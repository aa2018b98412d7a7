//! Wires the item-code listing format to the two player-record tags
//! that actually hold items.
//!
//! The inventory and weapon containers are each a repeated nested
//! record at a fixed tag, itself shaped `{1: wrapped bytes, 2: marker
//! varint, 3: varint, 4: varint}` (see `vaultsave-mutate::apply`, which
//! this mirrors). No separate field tag for the bank's own storage
//! surfaced from the source material available to this crate; bank
//! entries are folded into the inventory container on import, and
//! export never populates the bank section. See `DESIGN.md`.

use vaultsave_proto::{FieldValue, PlayerRecord};
use vaultsave_itemcodes::{ItemCodeFile, import_item};

use crate::error::Result;

const TAG_ITEMS: u32 = 53;
const TAG_WEAPONS: u32 = 54;

fn wrap_entry(wrapped: Vec<u8>) -> Vec<u8> {
    let mut entry = PlayerRecord::new();
    entry.insert(1, vec![FieldValue::Bytes(wrapped)]);
    entry.insert(2, vec![FieldValue::Varint(0)]);
    entry.insert(3, vec![FieldValue::Varint(0)]);
    entry.insert(4, vec![FieldValue::Varint(0)]);
    vaultsave_proto::record::encode(&entry)
}

fn extract_wrapped(tag_blob: &[u8]) -> Result<Option<Vec<u8>>> {
    let nested = vaultsave_proto::record::decode(tag_blob)?;
    let Some(FieldValue::Bytes(raw)) = nested.get(&1).and_then(|v| v.first()) else {
        return Ok(None);
    };
    Ok(Some(raw.clone()))
}

/// Collect every non-synthetic item/weapon in `player` into an
/// [`ItemCodeFile`], ready for [`vaultsave_itemcodes::format_item_code_file`].
pub fn export_items(player: &PlayerRecord) -> Result<ItemCodeFile> {
    let mut file = ItemCodeFile::default();

    for (tag, target) in [(TAG_ITEMS, &mut file.items), (TAG_WEAPONS, &mut file.weapons)] {
        let Some(values) = player.get(&tag) else { continue };
        for value in values {
            let FieldValue::Bytes(blob) = value else { continue };
            let Some(wrapped) = extract_wrapped(blob)? else { continue };
            if vaultsave_itemcodes::is_synthetic(&wrapped)? {
                continue;
            }
            target.push(wrapped);
        }
    }

    Ok(file)
}

/// Replace `player`'s inventory and weapon containers with the contents
/// of `file`, re-keying every item as it's imported.
pub fn import_items(player: &mut PlayerRecord, file: &ItemCodeFile, rng: &mut impl rand::Rng) -> Result<()> {
    let mut items = Vec::new();
    for wrapped in file.bank.iter().chain(&file.items) {
        let rekeyed = import_item(wrapped, rng)?;
        items.push(FieldValue::Bytes(wrap_entry(rekeyed)));
    }
    if !items.is_empty() {
        player.insert(TAG_ITEMS, items);
    }

    let mut weapons = Vec::new();
    for wrapped in &file.weapons {
        let rekeyed = import_item(wrapped, rng)?;
        weapons.push(FieldValue::Bytes(wrap_entry(rekeyed)));
    }
    if !weapons.is_empty() {
        player.insert(TAG_WEAPONS, weapons);
    }

    Ok(())
}

#[cfg(test)]
mod tests {
    use super::*;
    use vaultsave_data::GAME_A;

    fn sample_wrapped(level: u64) -> Vec<u8> {
        let mut values = vec![Some(1u64); 17];
        values[4] = Some(level);
        vaultsave_item::wrap_item(false, &values, 7, GAME_A.item_struct_version)
    }

    #[test]
    fn import_then_export_round_trips_the_item_set() {
        let mut file = ItemCodeFile::default();
        file.items.push(sample_wrapped(5));
        file.weapons.push(sample_wrapped(10));

        let mut player = PlayerRecord::new();
        let mut rng = rand::rng();
        import_items(&mut player, &file, &mut rng).unwrap();

        let exported = export_items(&player).unwrap();
        assert_eq!(exported.items.len(), 1);
        assert_eq!(exported.weapons.len(), 1);

        let (_, values, _) = vaultsave_item::unwrap_item(&exported.items[0]).unwrap();
        assert_eq!(values[4], Some(5));
    }

    #[test]
    fn synthetic_items_are_never_exported() {
        let mut values = vec![Some(0u64); 17];
        values[0] = Some(255);
        let synthetic = vaultsave_item::wrap_item(false, &values, 0, GAME_A.item_struct_version);

        let mut player = PlayerRecord::new();
        player.insert(TAG_ITEMS, vec![FieldValue::Bytes(wrap_entry(synthetic))]);

        let exported = export_items(&player).unwrap();
        assert!(exported.items.is_empty());
    }

    #[test]
    fn bank_entries_fold_into_the_inventory_container_on_import() {
        let mut file = ItemCodeFile::default();
        file.bank.push(sample_wrapped(3));

        let mut player = PlayerRecord::new();
        let mut rng = rand::rng();
        import_items(&mut player, &file, &mut rng).unwrap();

        assert_eq!(player.get(&TAG_ITEMS).map(|v| v.len()), Some(1));
    }
}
==================================================
INSTRUCTIONS TO FOLLOW >> Everything from the first line above up to and including the line that contains "fn extract_wrapped(tag_blob: &[u8])" should be printed exactly; please print only that.

SOLUTION TO THIS PROBLEM >>
repository aa2018b98412d7a7
//! Wires the item-code listing format to the two player-record tags
//! that actually hold items.
//!
//! The inventory and weapon containers are each a repeated nested
//! record at a fixed tag, itself shaped `{1: wrapped bytes, 2: marker
//! varint, 3: varint, 4: varint}` (see `vaultsave-mutate::apply`, which
//! this mirrors). No separate field tag for the bank's own storage
//! surfaced from the source material available to this crate; bank
//! entries are folded into the inventory container on import, and
//! export never populates the bank section. See `DESIGN.md`.

use vaultsave_proto::{FieldValue, PlayerRecord};
use vaultsave_itemcodes::{ItemCodeFile, import_item};

use crate::error::Result;

const TAG_ITEMS: u32 = 53;
const TAG_WEAPONS: u32 = 54;

fn wrap_entry(wrapped: Vec<u8>) -> Vec<u8> {
    let mut entry = PlayerRecord::new();
    entry.insert(1, vec![FieldValue::Bytes(wrapped)]);
    entry.insert(2, vec![FieldValue::Varint(0)]);
    entry.insert(3, vec![FieldValue::Varint(0)]);
    entry.insert(4, vec![FieldValue::Varint(0)]);
    vaultsave_proto::record::encode(&entry)
}

fn extract_wrapped(tag_blob: &[u8]) -> Result<Option<Vec<u8>>> {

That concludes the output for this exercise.